- Activity -
Determine the number of lines in the data that contain "schemas", and write only that number.

Saved entries
//! Extract the list filter and page window from the query string.

use crate::error::AppError;
use crate::models::ListQuery;
use async_trait::async_trait;
use axum::{
    extract::{FromRequestParts, Query},
    http::request::Parts,
};

pub const DEFAULT_LIMIT: u32 = 10;
pub const MAX_LIMIT: u32 = 100;

/// `name`, `pageNumber` (1-based) and `limit` from the query string.
#[derive(Clone, Debug, PartialEq, Eq)]
pub struct PageRequest {
    pub name: Option<String>,
    pub page_number: u32,
    pub limit: u32,
}

impl PageRequest {
    pub fn from_query(query: ListQuery) -> Result<Self, AppError> {
        let page_number = query.page_number.unwrap_or(1);
        let limit = query.limit.unwrap_or(DEFAULT_LIMIT);
        if page_number < 1 {
            return Err(AppError::Validation("pageNumber must be at least 1".into()));
        }
        if !(1..=MAX_LIMIT).contains(&limit) {
            return Err(AppError::Validation(format!(
                "limit must be between 1 and {}",
                MAX_LIMIT
            )));
        }
        Ok(PageRequest {
            name: query.name.filter(|n| !n.is_empty()),
            page_number,
            limit,
        })
    }

    /// Rows to skip before this page.
    pub fn skip(&self) -> u32 {
        (self.page_number - 1).saturating_mul(self.limit)
    }
}

#[async_trait]
impl<S> FromRequestParts<S> for PageRequest
where
    S: Send + Sync,
{
    type Rejection = AppError;

    async fn from_request_parts(parts: &mut Parts, state: &S) -> Result<Self, Self::Rejection> {
        let Query(query) = Query::<ListQuery>::from_request_parts(parts, state)
            .await
            .map_err(|e| AppError::Validation(e.body_text()))?;
        PageRequest::from_query(query)
    }
}
//! Hardware item handlers: list, create, batch create, read, details, update, delete, status.

use crate::error::AppError;
use crate::extractors::{JsonBody, PageRequest};
use crate::models::{BatchCreateBody, CreateHardwareBody, UpdateHardwareBody};
use crate::response::{created, created_message, success_many, success_one_ok};
use crate::schemas::{BATCH_BODY, CREATE_BODY, STATUS_PARAMS, UPDATE_BODY};
use crate::service::HardwareService;
use crate::state::AppState;
use axum::{
    extract::{Path, State},
    http::StatusCode,
    response::IntoResponse,
};
use serde::de::DeserializeOwned;
use serde_json::Value;

const NO_ITEMS: &str = "No hardware items found";
const NO_ITEM: &str = "No hardware item found";

fn parse_id(id_str: &str) -> Result<i64, AppError> {
    id_str
        .parse()
        .map_err(|_| AppError::BadRequest(format!("invalid id: {}", id_str)))
}

/// Validate against a registered schema, then decode into the typed body.
fn decode<T: DeserializeOwned>(state: &AppState, schema: &str, body: Value) -> Result<T, AppError> {
    state.schemas.validate(schema, &body)?;
    serde_json::from_value(body).map_err(|e| AppError::Validation(e.to_string()))
}

pub async fn list(
    State(state): State<AppState>,
    page: PageRequest,
) -> Result<impl IntoResponse, AppError> {
    let rows = HardwareService::list(&state.sessions, &page)
        .await
        .map_err(AppError::session("Failed to retrieve hardware items"))?;
    if rows.is_empty() {
        return Err(AppError::NotFound(NO_ITEMS));
    }
    Ok(success_many(rows))
}

pub async fn create(
    State(state): State<AppState>,
    JsonBody(body): JsonBody<Value>,
) -> Result<impl IntoResponse, AppError> {
    let body: CreateHardwareBody = decode(&state, CREATE_BODY, body)?;
    HardwareService::create(&state.sessions, &body)
        .await
        .map_err(AppError::session("Failed to add new hardware item"))?;
    tracing::info!(name = %body.name, label = %body.label, "hardware item created");
    Ok(created(body.name))
}

pub async fn create_many(
    State(state): State<AppState>,
    JsonBody(body): JsonBody<Value>,
) -> Result<impl IntoResponse, AppError> {
    let body: BatchCreateBody = decode(&state, BATCH_BODY, body)?;
    HardwareService::create_many(&state.sessions, &body)
        .await
        .map_err(AppError::session("Failed to add new hardware items"))?;
    tracing::info!(name = %body.name, quantity = body.quantity, "hardware items created");
    Ok(created_message("New hardware items added successfully"))
}

pub async fn read(
    State(state): State<AppState>,
    Path(id_str): Path<String>,
) -> Result<impl IntoResponse, AppError> {
    let id = parse_id(&id_str)?;
    let row = HardwareService::read(&state.sessions, id)
        .await
        .map_err(AppError::session("Failed to retrieve hardware item"))?
        .ok_or(AppError::NotFound(NO_ITEM))?;
    Ok(success_one_ok(row))
}

pub async fn read_details(
    State(state): State<AppState>,
    Path(id_str): Path<String>,
) -> Result<impl IntoResponse, AppError> {
    let id = parse_id(&id_str)?;
    let details = HardwareService::read_details(&state.sessions, id)
        .await
        .map_err(AppError::session("Failed to retrieve hardware item"))?
        .ok_or(AppError::NotFound(NO_ITEM))?;
    Ok(success_one_ok(details))
}

pub async fn update(
    State(state): State<AppState>,
    Path(id_str): Path<String>,
    JsonBody(body): JsonBody<Value>,
) -> Result<impl IntoResponse, AppError> {
    let id = parse_id(&id_str)?;
    let body: UpdateHardwareBody = decode(&state, UPDATE_BODY, body)?;
    HardwareService::update(&state.sessions, id, &body)
        .await
        .map_err(AppError::session("Failed to update hardware item"))?;
    Ok(StatusCode::NO_CONTENT)
}

pub async fn delete(
    State(state): State<AppState>,
    Path(id_str): Path<String>,
) -> Result<impl IntoResponse, AppError> {
    let id = parse_id(&id_str)?;
    HardwareService::delete(&state.sessions, id)
        .await
        .map_err(AppError::session("Failed to delete hardware item"))?;
    tracing::info!(id, "hardware item deleted");
    Ok(StatusCode::NO_CONTENT)
}

pub async fn change_status(
    State(state): State<AppState>,
    Path((id_str, status)): Path<(String, String)>,
) -> Result<impl IntoResponse, AppError> {
    let id = parse_id(&id_str)?;
    state
        .schemas
        .validate(STATUS_PARAMS, &serde_json::json!({ "status": status }))?;
    HardwareService::change_status(&state.sessions, id, &status)
        .await
        .map_err(AppError::session("Failed to change hardware item status"))?;
    Ok(StatusCode::NO_CONTENT)
}
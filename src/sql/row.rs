//! Decode MySQL rows into JSON objects (column name -> value).

use serde_json::Value;
use sqlx::mysql::MySqlRow;
use sqlx::{Column, Row};

pub fn row_to_json(row: &MySqlRow) -> Value {
    let mut map = serde_json::Map::new();
    for col in row.columns() {
        let name = col.name();
        map.insert(name.to_string(), cell_to_value(row, name));
    }
    Value::Object(map)
}

fn cell_to_value(row: &MySqlRow, name: &str) -> Value {
    if let Ok(Some(n)) = row.try_get::<Option<i64>, _>(name) {
        return Value::Number(n.into());
    }
    if let Ok(Some(n)) = row.try_get::<Option<u64>, _>(name) {
        return Value::Number(n.into());
    }
    if let Ok(Some(n)) = row.try_get::<Option<f64>, _>(name) {
        if let Some(n) = serde_json::Number::from_f64(n) {
            return Value::Number(n);
        }
    }
    if let Ok(Some(d)) = row.try_get::<Option<chrono::DateTime<chrono::Utc>>, _>(name) {
        return Value::String(d.to_rfc3339());
    }
    if let Ok(Some(d)) = row.try_get::<Option<chrono::NaiveDateTime>, _>(name) {
        return Value::String(d.format("%Y-%m-%dT%H:%M:%S%.f").to_string());
    }
    if let Ok(Some(d)) = row.try_get::<Option<chrono::NaiveDate>, _>(name) {
        return Value::String(d.format("%Y-%m-%d").to_string());
    }
    if let Ok(Some(s)) = row.try_get::<Option<String>, _>(name) {
        return Value::String(s);
    }
    if let Ok(Some(j)) = row.try_get::<Option<Value>, _>(name) {
        return j;
    }
    // DECIMAL and user variables arrive as text on the wire.
    if let Ok(Some(s)) = row.try_get_unchecked::<Option<String>, _>(name) {
        return Value::String(s);
    }
    Value::Null
}
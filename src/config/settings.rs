//! Runtime settings from environment variables (a `.env` file is loaded by the binary).
//!
//! Database credentials are required; everything else has a default.

use crate::error::ConfigError;
use crate::session::Timeouts;
use std::net::SocketAddr;
use std::str::FromStr;
use std::time::Duration;

#[derive(Clone, Debug)]
pub struct DatabaseSettings {
    pub user: String,
    pub password: String,
    pub host: String,
    pub port: u16,
    pub schema: String,
    pub max_connections: u32,
    pub acquire_timeout: Duration,
    pub execute_timeout: Duration,
}

impl DatabaseSettings {
    pub fn timeouts(&self) -> Timeouts {
        Timeouts {
            acquire: self.acquire_timeout,
            execute: self.execute_timeout,
        }
    }
}

#[derive(Clone, Debug)]
pub struct Settings {
    pub http_addr: SocketAddr,
    pub body_limit: usize,
    pub database: DatabaseSettings,
}

impl Settings {
    pub fn from_env() -> Result<Self, ConfigError> {
        Self::from_lookup(|key| std::env::var(key).ok())
    }

    /// Build settings from any key lookup. Empty values count as missing.
    pub fn from_lookup<F>(lookup: F) -> Result<Self, ConfigError>
    where
        F: Fn(&str) -> Option<String>,
    {
        let get = |key: &str| lookup(key).filter(|v| !v.trim().is_empty());
        let required = |key: &'static str| get(key).ok_or(ConfigError::Missing(key));

        let database = DatabaseSettings {
            user: required("DB_USER")?,
            password: required("DB_PASSWORD")?,
            host: required("DB_HOST")?,
            port: parse("DB_PORT", &required("DB_PORT")?)?,
            schema: required("DB_SCHEMA")?,
            max_connections: optional(get("DB_MAX_CONNECTIONS"), "DB_MAX_CONNECTIONS", 5)?,
            acquire_timeout: Duration::from_millis(optional(
                get("DB_ACQUIRE_TIMEOUT_MS"),
                "DB_ACQUIRE_TIMEOUT_MS",
                5_000,
            )?),
            execute_timeout: Duration::from_millis(optional(
                get("DB_EXECUTE_TIMEOUT_MS"),
                "DB_EXECUTE_TIMEOUT_MS",
                10_000,
            )?),
        };
        if database.max_connections == 0 {
            return Err(ConfigError::Invalid {
                var: "DB_MAX_CONNECTIONS",
                reason: "must be at least 1".into(),
            });
        }

        Ok(Settings {
            http_addr: optional(get("HTTP_ADDR"), "HTTP_ADDR", SocketAddr::from(([0, 0, 0, 0], 3000)))?,
            body_limit: optional(get("HTTP_BODY_LIMIT_BYTES"), "HTTP_BODY_LIMIT_BYTES", 64 * 1024)?,
            database,
        })
    }
}

fn parse<T>(var: &'static str, raw: &str) -> Result<T, ConfigError>
where
    T: FromStr,
    T::Err: std::fmt::Display,
{
    raw.trim().parse().map_err(|e: T::Err| ConfigError::Invalid {
        var,
        reason: e.to_string(),
    })
}

fn optional<T>(raw: Option<String>, var: &'static str, default: T) -> Result<T, ConfigError>
where
    T: FromStr,
    T::Err: std::fmt::Display,
{
    match raw {
        Some(raw) => parse(var, &raw),
        None => Ok(default),
    }
}
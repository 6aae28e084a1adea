//! Scoped database sessions: lease one session per call, release it on scope exit.
//!
//! A [`SessionSource`] hands out boxed [`Session`]s; the [`SessionManager`] wraps each
//! lease in a [`ScopedSession`] whose `Drop` is the only release path. Dropping happens
//! exactly once whether the call succeeds, fails, times out, or the request future is
//! cancelled.

mod manager;
pub mod mysql;

#[cfg(test)]
pub(crate) mod mock;

pub use manager::{SessionManager, Timeouts};
pub use mysql::MySqlSessionSource;

use crate::error::SessionError;
use crate::sql::{out_param_rows, BindValue, ProcedureCall, ShapeKind};
use async_trait::async_trait;
use serde_json::Value;
use std::time::Instant;

/// A leased backend session. Release is dropping it.
#[async_trait]
pub trait Session: Send {
    /// Run a statement and collect the rows of its first result set as JSON objects.
    async fn fetch(&mut self, sql: &str, params: &[BindValue]) -> Result<Vec<Value>, SessionError>;

    /// Run a statement for its side effect; returns rows affected.
    async fn execute(&mut self, sql: &str, params: &[BindValue]) -> Result<u64, SessionError>;
}

/// Pool of sessions shared by all requests.
#[async_trait]
pub trait SessionSource: Send + Sync {
    async fn acquire(&self) -> Result<Box<dyn Session>, SessionError>;

    /// Close the pool; outstanding leases are closed as they are released.
    async fn close(&self);
}

/// A session bound to the scope that acquired it. Not `Clone`; no manual release.
pub struct ScopedSession {
    inner: Box<dyn Session>,
    acquired_at: Instant,
}

impl ScopedSession {
    pub(crate) fn new(inner: Box<dyn Session>) -> Self {
        ScopedSession {
            inner,
            acquired_at: Instant::now(),
        }
    }

    /// Issue the bound call and return raw rows. OUT parameters are read back on the
    /// same session.
    pub async fn call(&mut self, call: &ProcedureCall) -> Result<Vec<Value>, SessionError> {
        let sql = call.statement();
        tracing::debug!(sql = %sql, params = ?call.params, "call");
        match (call.kind, call.out_select()) {
            (ShapeKind::NoRows, _) => {
                self.inner.execute(&sql, &call.params).await?;
                Ok(Vec::new())
            }
            (_, Some(select)) => {
                self.inner.execute(&sql, &call.params).await?;
                tracing::debug!(sql = %select, "query");
                let rows = self.inner.fetch(&select, &[]).await?;
                Ok(out_param_rows(rows, call.out_param.unwrap_or_default()))
            }
            (_, None) => self.inner.fetch(&sql, &call.params).await,
        }
    }

    /// Round trip with no procedure involved; used by readiness checks.
    pub async fn ping(&mut self) -> Result<(), SessionError> {
        self.inner.fetch("SELECT 1", &[]).await.map(|_| ())
    }
}

impl Drop for ScopedSession {
    fn drop(&mut self) {
        tracing::debug!(held = ?self.acquired_at.elapsed(), "session released");
    }
}
//! Hardware operations: one stored-procedure call per operation, each in its own session.

use crate::error::SessionError;
use crate::extractors::PageRequest;
use crate::models::{BatchCreateBody, CreateHardwareBody, UpdateHardwareBody};
use crate::service::procedures::*;
use crate::session::SessionManager;
use serde_json::Value;

pub struct HardwareService;

impl HardwareService {
    /// One page of items matching the optional name filter. Empty is not an error here.
    pub async fn list(sessions: &SessionManager, page: &PageRequest) -> Result<Vec<Value>, SessionError> {
        sessions
            .call(&ListHardwareItems {
                name: page.name.as_deref(),
                skip: page.skip(),
                limit: page.limit,
            })
            .await
    }

    pub async fn create(sessions: &SessionManager, body: &CreateHardwareBody) -> Result<(), SessionError> {
        sessions
            .call(&CreateHardwareItem {
                name: &body.name,
                label: &body.label,
                category: &body.category,
                description: body.description.as_deref(),
            })
            .await
    }

    pub async fn create_many(sessions: &SessionManager, body: &BatchCreateBody) -> Result<(), SessionError> {
        sessions
            .call(&CreateManyHardwareItems {
                name: &body.name,
                category: &body.category,
                description: body.description.as_deref(),
                link: body.link.as_deref(),
                quantity: body.quantity,
            })
            .await
    }

    pub async fn read(sessions: &SessionManager, id: i64) -> Result<Option<Value>, SessionError> {
        sessions.call(&ReadHardwareItem { id }).await
    }

    /// Item plus details, assembled by the backend into one JSON document.
    pub async fn read_details(sessions: &SessionManager, id: i64) -> Result<Option<Value>, SessionError> {
        sessions.call(&ReadCombinedHardwareDetails { id }).await
    }

    pub async fn update(
        sessions: &SessionManager,
        id: i64,
        body: &UpdateHardwareBody,
    ) -> Result<(), SessionError> {
        sessions
            .call(&UpdateHardwareItem {
                id,
                name: &body.name,
                label: &body.label,
                category: &body.category,
                description: body.description.as_deref(),
            })
            .await
    }

    pub async fn delete(sessions: &SessionManager, id: i64) -> Result<(), SessionError> {
        sessions.call(&DeleteHardwareItem { id }).await
    }

    pub async fn change_status(sessions: &SessionManager, id: i64, status: &str) -> Result<(), SessionError> {
        sessions.call(&ChangeHardwareItemStatus { id, status }).await
    }

    pub async fn list_categories(sessions: &SessionManager) -> Result<Vec<Value>, SessionError> {
        sessions.call(&ListCategories).await
    }
}
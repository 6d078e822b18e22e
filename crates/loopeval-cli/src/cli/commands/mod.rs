use super::args::*;
use std::path::Path;

pub mod results;
pub mod run;

pub mod exit_codes {
    pub const OK: i32 = 0;
    pub const EVAL_FAILED: i32 = 1;
    pub const CONFIG_ERROR: i32 = 2;
}

pub async fn dispatch(cli: Cli) -> anyhow::Result<i32> {
    match cli.cmd {
        Command::Run(args) => run::cmd_run(args).await,
        Command::Results(args) => results::cmd_results(args),
        Command::Init(args) => cmd_init(args),
        Command::Version => {
            println!("{}", env!("CARGO_PKG_VERSION"));
            Ok(exit_codes::OK)
        }
    }
}

fn cmd_init(args: InitArgs) -> anyhow::Result<i32> {
    write_file_if_missing(&args.file, crate::templates::SAMPLE_EXPERIMENT)?;
    Ok(exit_codes::OK)
}

fn write_file_if_missing(path: &Path, content: &str) -> anyhow::Result<()> {
    if let Some(parent) = path.parent() {
        std::fs::create_dir_all(parent)?;
    }
    if !path.exists() {
        std::fs::write(path, content)?;
        eprintln!("created {}", path.display());
    } else {
        eprintln!("note: {} already exists (skipped)", path.display());
    }
    Ok(())
}

pub(crate) fn ensure_parent_dir(path: &Path) -> anyhow::Result<()> {
    if path.to_str() == Some(":memory:") {
        return Ok(());
    }
    if let Some(parent) = path.parent() {
        if !parent.as_os_str().is_empty() {
            std::fs::create_dir_all(parent)?;
        }
    }
    Ok(())
}

pub(crate) fn open_store(path: &Path) -> anyhow::Result<loopeval_core::storage::Store> {
    if path.to_str() == Some(":memory:") {
        return loopeval_core::storage::Store::memory_with_schema();
    }
    loopeval_core::storage::Store::open_with_schema(path)
}

/// Config errors map to exit 2, everything else bubbles up as fatal.
pub(crate) fn config_error(e: anyhow::Error) -> anyhow::Result<i32> {
    if e.to_string().starts_with("config error") {
        eprintln!("{}", e);
        return Ok(exit_codes::CONFIG_ERROR);
    }
    Err(e)
}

- Exercise result -
3